--- EXTRACTED RECORDS ---
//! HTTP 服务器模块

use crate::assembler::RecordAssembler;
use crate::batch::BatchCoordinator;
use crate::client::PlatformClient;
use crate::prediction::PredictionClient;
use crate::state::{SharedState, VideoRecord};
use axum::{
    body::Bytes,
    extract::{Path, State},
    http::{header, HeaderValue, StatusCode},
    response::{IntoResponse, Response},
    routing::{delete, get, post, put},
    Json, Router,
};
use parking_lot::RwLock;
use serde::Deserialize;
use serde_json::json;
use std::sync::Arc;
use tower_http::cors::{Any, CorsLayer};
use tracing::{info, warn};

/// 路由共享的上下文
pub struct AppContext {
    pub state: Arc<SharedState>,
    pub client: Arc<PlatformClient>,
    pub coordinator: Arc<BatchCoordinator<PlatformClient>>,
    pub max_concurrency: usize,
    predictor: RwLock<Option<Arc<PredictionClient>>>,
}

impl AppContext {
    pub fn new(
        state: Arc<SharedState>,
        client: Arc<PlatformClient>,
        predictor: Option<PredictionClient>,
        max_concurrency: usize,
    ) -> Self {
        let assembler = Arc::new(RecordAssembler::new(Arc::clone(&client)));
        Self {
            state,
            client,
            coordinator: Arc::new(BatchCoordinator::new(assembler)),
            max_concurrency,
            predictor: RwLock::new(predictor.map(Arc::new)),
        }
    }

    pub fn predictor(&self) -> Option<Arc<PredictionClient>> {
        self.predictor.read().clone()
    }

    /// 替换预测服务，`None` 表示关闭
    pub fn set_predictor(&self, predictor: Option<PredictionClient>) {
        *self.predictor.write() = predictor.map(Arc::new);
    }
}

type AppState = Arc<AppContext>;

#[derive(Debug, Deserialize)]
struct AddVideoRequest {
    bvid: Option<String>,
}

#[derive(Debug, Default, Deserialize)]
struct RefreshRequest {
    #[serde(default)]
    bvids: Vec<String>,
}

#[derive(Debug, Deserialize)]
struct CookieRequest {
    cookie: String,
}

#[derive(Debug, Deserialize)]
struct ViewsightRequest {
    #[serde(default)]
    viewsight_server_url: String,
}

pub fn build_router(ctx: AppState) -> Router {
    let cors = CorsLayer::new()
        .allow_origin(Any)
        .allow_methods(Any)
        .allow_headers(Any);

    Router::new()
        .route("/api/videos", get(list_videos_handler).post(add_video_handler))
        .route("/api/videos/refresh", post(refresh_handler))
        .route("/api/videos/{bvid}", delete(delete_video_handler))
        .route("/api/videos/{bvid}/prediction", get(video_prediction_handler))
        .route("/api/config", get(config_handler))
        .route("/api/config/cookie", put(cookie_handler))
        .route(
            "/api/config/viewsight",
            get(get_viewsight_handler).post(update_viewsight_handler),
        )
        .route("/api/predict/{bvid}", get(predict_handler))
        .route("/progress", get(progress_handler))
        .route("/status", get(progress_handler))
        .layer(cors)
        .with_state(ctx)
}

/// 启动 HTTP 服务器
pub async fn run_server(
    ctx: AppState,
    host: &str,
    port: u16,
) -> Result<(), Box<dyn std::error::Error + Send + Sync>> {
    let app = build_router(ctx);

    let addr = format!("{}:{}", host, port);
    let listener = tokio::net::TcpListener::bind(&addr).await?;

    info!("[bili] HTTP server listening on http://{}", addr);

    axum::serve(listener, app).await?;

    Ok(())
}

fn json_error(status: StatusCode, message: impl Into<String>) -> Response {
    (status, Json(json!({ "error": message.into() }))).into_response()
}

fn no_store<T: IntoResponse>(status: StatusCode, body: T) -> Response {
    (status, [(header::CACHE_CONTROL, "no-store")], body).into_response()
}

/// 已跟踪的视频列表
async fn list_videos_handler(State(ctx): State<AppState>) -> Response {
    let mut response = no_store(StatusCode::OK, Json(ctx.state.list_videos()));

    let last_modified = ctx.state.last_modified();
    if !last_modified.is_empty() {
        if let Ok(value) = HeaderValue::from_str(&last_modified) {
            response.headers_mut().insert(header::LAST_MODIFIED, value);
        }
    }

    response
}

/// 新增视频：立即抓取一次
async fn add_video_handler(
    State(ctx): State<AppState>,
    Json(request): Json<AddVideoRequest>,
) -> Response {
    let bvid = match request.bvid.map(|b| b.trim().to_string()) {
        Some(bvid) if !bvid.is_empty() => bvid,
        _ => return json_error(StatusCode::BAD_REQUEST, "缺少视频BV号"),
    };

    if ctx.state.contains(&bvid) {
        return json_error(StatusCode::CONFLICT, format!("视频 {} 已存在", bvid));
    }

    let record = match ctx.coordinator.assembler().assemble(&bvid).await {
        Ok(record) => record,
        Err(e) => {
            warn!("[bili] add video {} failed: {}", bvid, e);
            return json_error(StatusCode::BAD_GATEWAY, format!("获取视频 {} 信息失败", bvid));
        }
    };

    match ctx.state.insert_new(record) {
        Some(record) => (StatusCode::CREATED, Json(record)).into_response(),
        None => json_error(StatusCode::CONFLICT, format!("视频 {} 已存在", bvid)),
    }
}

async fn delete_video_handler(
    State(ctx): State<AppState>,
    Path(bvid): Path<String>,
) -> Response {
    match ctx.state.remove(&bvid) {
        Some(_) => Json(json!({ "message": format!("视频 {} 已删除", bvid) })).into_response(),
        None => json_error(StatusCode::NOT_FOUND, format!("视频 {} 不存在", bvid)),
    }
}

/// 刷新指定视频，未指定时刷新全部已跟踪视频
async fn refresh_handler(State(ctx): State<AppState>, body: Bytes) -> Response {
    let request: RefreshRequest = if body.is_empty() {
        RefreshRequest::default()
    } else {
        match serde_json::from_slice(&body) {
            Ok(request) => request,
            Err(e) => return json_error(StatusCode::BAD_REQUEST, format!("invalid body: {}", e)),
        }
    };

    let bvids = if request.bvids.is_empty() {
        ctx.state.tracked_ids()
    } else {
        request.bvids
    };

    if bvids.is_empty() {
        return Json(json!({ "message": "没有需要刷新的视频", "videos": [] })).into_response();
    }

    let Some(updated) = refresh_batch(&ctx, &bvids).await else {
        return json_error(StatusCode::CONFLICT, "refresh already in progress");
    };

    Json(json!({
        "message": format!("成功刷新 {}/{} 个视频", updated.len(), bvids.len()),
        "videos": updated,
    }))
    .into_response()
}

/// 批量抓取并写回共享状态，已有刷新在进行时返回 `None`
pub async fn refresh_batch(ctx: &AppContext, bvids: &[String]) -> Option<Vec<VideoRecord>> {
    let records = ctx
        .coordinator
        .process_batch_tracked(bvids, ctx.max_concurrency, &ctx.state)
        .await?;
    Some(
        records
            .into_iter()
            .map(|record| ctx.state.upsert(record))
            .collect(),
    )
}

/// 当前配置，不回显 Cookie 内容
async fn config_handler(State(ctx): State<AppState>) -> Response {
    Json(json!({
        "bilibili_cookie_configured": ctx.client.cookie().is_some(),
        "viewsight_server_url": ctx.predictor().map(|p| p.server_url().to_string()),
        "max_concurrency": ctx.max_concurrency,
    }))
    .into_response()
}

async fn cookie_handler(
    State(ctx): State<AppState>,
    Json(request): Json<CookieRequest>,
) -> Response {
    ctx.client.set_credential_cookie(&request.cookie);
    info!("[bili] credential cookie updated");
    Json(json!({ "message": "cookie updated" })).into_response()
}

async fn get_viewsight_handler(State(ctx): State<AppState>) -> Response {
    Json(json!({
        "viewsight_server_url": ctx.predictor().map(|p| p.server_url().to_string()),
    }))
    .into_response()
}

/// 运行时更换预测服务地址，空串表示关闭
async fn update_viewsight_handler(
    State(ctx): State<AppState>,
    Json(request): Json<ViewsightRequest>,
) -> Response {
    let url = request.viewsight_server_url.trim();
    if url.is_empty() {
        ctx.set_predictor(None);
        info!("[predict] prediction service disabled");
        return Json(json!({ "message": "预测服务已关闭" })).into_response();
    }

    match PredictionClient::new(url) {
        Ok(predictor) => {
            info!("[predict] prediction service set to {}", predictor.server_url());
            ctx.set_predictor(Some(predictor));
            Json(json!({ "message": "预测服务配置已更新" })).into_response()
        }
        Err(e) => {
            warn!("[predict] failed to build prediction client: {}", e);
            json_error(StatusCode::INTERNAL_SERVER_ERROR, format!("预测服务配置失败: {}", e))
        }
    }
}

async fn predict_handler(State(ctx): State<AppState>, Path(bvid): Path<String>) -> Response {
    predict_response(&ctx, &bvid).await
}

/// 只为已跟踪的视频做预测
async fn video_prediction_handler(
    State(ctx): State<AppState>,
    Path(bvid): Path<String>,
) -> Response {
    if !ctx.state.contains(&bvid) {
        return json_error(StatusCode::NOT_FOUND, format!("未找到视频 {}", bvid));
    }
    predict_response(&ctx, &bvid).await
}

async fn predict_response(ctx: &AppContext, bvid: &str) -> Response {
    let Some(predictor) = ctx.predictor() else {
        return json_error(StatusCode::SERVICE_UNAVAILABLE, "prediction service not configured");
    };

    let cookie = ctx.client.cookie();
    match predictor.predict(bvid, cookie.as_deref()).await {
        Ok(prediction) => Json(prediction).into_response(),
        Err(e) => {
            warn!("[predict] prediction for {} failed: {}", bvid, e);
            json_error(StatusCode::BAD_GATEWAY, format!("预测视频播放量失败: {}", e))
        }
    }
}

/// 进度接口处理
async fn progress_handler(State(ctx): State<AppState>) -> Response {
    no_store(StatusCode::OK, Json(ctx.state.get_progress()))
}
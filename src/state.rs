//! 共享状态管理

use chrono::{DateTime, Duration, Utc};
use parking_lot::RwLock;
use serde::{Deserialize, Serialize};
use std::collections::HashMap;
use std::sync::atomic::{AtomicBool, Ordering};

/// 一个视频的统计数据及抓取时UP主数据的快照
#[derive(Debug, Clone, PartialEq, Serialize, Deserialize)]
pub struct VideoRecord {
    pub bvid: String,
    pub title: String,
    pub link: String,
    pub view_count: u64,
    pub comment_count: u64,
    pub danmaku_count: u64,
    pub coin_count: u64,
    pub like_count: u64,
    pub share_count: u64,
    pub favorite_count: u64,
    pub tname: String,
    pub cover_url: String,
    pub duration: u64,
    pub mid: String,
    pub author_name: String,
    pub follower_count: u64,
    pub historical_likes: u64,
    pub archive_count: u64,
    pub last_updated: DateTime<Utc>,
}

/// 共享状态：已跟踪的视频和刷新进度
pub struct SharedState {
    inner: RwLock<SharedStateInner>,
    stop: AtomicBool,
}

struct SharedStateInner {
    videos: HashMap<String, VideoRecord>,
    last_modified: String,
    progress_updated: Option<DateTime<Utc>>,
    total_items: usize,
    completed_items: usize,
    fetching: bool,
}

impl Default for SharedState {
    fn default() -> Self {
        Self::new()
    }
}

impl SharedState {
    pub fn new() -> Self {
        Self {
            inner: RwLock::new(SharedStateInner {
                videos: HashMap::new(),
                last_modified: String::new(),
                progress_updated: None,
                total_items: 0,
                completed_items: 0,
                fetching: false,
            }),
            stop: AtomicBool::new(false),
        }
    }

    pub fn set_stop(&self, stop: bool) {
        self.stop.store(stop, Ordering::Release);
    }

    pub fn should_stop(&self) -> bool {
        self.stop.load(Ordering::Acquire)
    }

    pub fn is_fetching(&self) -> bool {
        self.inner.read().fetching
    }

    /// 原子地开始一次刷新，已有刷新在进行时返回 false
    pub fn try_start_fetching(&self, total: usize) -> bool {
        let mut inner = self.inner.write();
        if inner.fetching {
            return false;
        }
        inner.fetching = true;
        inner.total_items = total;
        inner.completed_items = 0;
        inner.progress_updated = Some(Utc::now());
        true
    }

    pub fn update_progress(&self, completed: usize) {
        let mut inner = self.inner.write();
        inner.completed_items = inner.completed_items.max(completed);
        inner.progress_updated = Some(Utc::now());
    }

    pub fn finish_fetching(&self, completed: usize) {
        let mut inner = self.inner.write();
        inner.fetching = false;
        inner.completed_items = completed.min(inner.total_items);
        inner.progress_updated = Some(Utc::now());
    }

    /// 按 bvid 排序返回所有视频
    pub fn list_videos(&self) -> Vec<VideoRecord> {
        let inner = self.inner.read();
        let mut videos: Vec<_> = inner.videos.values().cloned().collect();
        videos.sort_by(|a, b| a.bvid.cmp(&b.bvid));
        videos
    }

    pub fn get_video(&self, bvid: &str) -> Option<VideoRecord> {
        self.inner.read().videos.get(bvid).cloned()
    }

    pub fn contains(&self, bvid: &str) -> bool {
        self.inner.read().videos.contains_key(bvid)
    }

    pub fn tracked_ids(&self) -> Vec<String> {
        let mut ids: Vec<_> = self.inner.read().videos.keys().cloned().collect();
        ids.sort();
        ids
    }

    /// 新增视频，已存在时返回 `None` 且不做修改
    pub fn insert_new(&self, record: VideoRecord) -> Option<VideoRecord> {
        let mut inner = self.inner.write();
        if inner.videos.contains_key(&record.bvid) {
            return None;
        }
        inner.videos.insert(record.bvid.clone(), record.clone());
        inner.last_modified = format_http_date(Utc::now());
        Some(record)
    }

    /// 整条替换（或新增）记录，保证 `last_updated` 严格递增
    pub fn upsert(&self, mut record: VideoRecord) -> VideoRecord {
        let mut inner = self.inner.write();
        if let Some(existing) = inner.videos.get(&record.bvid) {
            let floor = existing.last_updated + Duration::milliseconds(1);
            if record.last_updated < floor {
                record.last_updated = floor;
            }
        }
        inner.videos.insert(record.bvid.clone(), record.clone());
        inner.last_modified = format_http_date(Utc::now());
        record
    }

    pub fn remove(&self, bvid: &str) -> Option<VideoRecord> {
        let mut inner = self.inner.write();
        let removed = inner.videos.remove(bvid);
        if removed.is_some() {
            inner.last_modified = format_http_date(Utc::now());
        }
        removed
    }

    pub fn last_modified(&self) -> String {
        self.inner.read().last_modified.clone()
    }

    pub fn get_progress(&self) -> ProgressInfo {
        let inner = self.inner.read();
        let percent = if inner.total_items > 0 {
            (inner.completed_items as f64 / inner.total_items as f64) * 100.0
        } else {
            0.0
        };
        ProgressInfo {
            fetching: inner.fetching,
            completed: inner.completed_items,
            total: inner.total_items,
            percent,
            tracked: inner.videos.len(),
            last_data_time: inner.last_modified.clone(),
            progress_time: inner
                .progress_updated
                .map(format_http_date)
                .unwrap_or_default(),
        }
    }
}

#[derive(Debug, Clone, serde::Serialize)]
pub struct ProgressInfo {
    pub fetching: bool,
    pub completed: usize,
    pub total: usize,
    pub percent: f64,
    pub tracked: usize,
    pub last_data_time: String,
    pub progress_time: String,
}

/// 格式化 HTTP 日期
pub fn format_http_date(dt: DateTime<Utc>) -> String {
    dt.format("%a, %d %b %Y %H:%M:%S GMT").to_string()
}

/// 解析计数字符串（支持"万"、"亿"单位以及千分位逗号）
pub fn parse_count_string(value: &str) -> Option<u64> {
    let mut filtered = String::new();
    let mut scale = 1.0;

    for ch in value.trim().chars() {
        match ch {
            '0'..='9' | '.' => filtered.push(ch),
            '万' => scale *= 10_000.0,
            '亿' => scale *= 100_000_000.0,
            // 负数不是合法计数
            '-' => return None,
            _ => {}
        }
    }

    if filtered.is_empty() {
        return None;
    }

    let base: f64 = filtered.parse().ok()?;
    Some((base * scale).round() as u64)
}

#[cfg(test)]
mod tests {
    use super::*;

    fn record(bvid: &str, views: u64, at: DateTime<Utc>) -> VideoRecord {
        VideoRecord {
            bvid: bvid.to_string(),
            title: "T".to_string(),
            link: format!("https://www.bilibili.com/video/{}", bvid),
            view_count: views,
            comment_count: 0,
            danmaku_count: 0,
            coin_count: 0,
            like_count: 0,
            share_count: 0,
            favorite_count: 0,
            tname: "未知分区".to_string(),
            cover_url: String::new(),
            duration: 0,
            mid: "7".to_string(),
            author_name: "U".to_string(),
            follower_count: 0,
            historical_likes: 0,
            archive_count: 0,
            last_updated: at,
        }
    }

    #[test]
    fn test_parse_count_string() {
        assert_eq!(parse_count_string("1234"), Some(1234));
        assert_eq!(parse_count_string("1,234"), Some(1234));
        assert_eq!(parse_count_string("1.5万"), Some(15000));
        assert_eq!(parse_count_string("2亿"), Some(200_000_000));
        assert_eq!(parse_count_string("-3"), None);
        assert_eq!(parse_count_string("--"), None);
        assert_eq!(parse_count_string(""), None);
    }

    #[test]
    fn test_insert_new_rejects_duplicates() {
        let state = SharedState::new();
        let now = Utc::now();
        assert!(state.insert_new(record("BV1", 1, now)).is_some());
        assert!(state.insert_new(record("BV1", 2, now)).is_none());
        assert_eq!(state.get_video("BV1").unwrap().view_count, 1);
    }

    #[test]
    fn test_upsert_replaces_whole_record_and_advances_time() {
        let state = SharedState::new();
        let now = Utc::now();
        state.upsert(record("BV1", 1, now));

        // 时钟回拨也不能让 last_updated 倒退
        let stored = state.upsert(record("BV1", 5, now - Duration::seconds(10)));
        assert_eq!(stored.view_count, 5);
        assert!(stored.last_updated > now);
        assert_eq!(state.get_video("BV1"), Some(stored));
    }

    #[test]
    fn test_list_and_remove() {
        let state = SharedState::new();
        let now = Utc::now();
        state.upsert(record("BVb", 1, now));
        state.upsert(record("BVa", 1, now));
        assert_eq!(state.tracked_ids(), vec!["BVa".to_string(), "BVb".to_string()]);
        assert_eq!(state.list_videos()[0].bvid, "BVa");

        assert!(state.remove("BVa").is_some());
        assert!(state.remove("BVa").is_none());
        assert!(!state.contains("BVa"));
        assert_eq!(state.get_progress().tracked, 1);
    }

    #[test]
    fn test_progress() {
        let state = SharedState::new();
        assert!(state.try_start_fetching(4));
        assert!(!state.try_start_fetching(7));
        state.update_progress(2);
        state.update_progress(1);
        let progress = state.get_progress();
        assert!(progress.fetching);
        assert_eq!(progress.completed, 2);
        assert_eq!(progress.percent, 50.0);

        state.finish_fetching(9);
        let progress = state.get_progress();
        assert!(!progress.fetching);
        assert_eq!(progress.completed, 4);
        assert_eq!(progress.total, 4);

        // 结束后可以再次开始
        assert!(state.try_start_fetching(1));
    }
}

--- WORK REQUEST ---
Your task is to copy each line of the listing that holds the word "false".

--- REPLY TO THE EXERCISE ---
                fetching: false,
            stop: AtomicBool::new(false),
    /// 原子地开始一次刷新，已有刷新在进行时返回 false
            return false;
        inner.fetching = false;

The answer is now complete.